张思豫1,2, 卢中一2,3, 黄文聪2, 刘杨2, 李猛2
1. 深圳大学生命与海洋科学学院, 广东 深圳 518060;
2. 深圳大学高等研究院深圳市海洋微生物组工程重点实验室, 广东 深圳 518060;
3. 深圳大学光电工程学院光电子器件与系统教育部重点实验, 广东 深圳 518060
收稿日期:2020-02-09;修回日期:2020-04-06;网络出版日期:2020-04-17
基金项目:国家自然科学基金(91851105,31970105);中国博士后科学基金(2018M643153);广东省基础与应用基础研究基金(2019A1515110089)
作者简介:李猛, 深圳大学****, 博导, 2016年入选中组部青年人才计划。主要从事古菌的生理生态学研究, 先后主持了包括国家自然科学基金委"优秀青年科学基金"和重大研究计划等科研项目。近年在古菌的新类群发现与认识、代谢潜能与地球化学作用、功能进化与真核生物起源等前沿领域取得了若干突破性进展, 在Nature Microbiology, Nature Communications, The ISME Journal, Microbiome, mBio等学术期刊发表文章80余篇, 文章被引用超过2000次, H指数为26(Google Scholar数据)。目前担任国际微生物生态学会(ISME)地区青年大使、中国微生物学会环境微生物学专业委员会和地质微生物学专业委员会委员、Frontiers in Microbiology(Biology of Archaea)副编辑、Applied and Environmental Microbiology和《生物工程学报》编委等职.
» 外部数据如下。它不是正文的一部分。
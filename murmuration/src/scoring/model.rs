// murmuration/src/scoring/model.rs
//
// The classifier seam. The detection core only ever sees `Classifier`; the
// logistic model here is the artifact the CLI loads with `--model`.

use std::collections::BTreeMap;
use std::path::Path;

use anyhow::{bail, Context, Result};
use serde::{Deserialize, Serialize};

use crate::error::ModelError;
use crate::events::{FeatureSignal, FeatureVector};

/// Feature vector -> campaign-participation probability.
///
/// Implementations must be deterministic and must not perform I/O; the scorer
/// calls them from blocking worker threads.
pub trait Classifier: Send + Sync {
    fn version(&self) -> &str;
    fn predict_proba(&self, features: &FeatureVector) -> Result<f64, ModelError>;
}

#[derive(Debug, Clone, Serialize, Deserialize, PartialEq)]
pub struct LogisticModel {
    pub version: String,
    pub bias: f64,
    #[serde(default)]
    pub weights: BTreeMap<FeatureSignal, f64>,
    #[serde(default)]
    pub extension_weights: BTreeMap<String, f64>,
}

impl LogisticModel {
    pub fn load(path: &Path) -> Result<Self> {
        let raw = std::fs::read_to_string(path)
            .with_context(|| format!("reading model {}", path.display()))?;
        let model: LogisticModel = serde_json::from_str(&raw)
            .with_context(|| format!("parsing model {}", path.display()))?;
        model.validate()?;
        Ok(model)
    }

    pub fn validate(&self) -> Result<()> {
        if self.version.is_empty() {
            bail!("model version must not be empty");
        }
        let finite = self.bias.is_finite()
            && self.weights.values().all(|w| w.is_finite())
            && self.extension_weights.values().all(|w| w.is_finite());
        if !finite {
            bail!("model {} has non-finite coefficients", self.version);
        }
        Ok(())
    }

    fn logit(&self, fv: &FeatureVector) -> f64 {
        let fixed: f64 = fv
            .values()
            .filter_map(|(s, v)| self.weights.get(&s).map(|w| w * v))
            .sum();
        let ext: f64 = fv
            .extensions()
            .filter_map(|(k, v)| self.extension_weights.get(k).map(|w| w * v))
            .sum();
        self.bias + fixed + ext
    }
}

impl Classifier for LogisticModel {
    fn version(&self) -> &str {
        &self.version
    }

    fn predict_proba(&self, features: &FeatureVector) -> Result<f64, ModelError> {
        checked_probability(1.0 / (1.0 + (-self.logit(features)).exp()))
    }
}

/// A classifier output the scorer may use: finite and within [0, 1].
pub(crate) fn checked_probability(p: f64) -> Result<f64, ModelError> {
    if p.is_finite() && (0.0..=1.0).contains(&p) {
        Ok(p)
    } else {
        Err(ModelError::InvalidOutput(p))
    }
}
*通信作者:李猛。Tel:+86-755-26979250;E-mail:limeng848@szu.edu.cn.
摘要:内体分拣转运复合体(ESCRT,endosomal sorting complex required for transport)曾被认为是真核生物特有的系统,涉及膜重塑、泛素化蛋白质分拣等重要细胞生命过程。近年的研究显示,TACK(包括Thaumarchaeota、Aigarchaeota、Crenarchaeota和Korarchaeota门)古菌超门中存在着一类与分泌膜囊泡、古菌病毒出胞以及细胞分裂过程等膜重塑过程相关的细胞分裂(Cdv,cell division)系统,该系统中的CdvB和CdvC是真核生物ESCRT-Ⅲ和Vps4的同源蛋白,提示真核生物ESCRT系统可能起源自古菌。然而,由于TACK古菌中缺少真核生物ESCRT系统的其他关键成分,这一假设仍有争议。最近发现的阿斯加德(Asgard)古菌是一类被认为与真核生物最近缘的古菌,其基因组具有较完整的ESCRT相关蛋白的编码基因,提示真核生物的ESCRT很可能起源于阿斯加德古菌。本文首先简要介绍真核生物ESCRT系统的组成及生物学功能,然后分别总结TACK古菌的Cdv系统和阿斯加德古菌的ESCRT系统的研究进展,重点讨论它们的组成及生物学功能,为进一步了解古菌ESCRT系统与真核生物起源的关系提供参考。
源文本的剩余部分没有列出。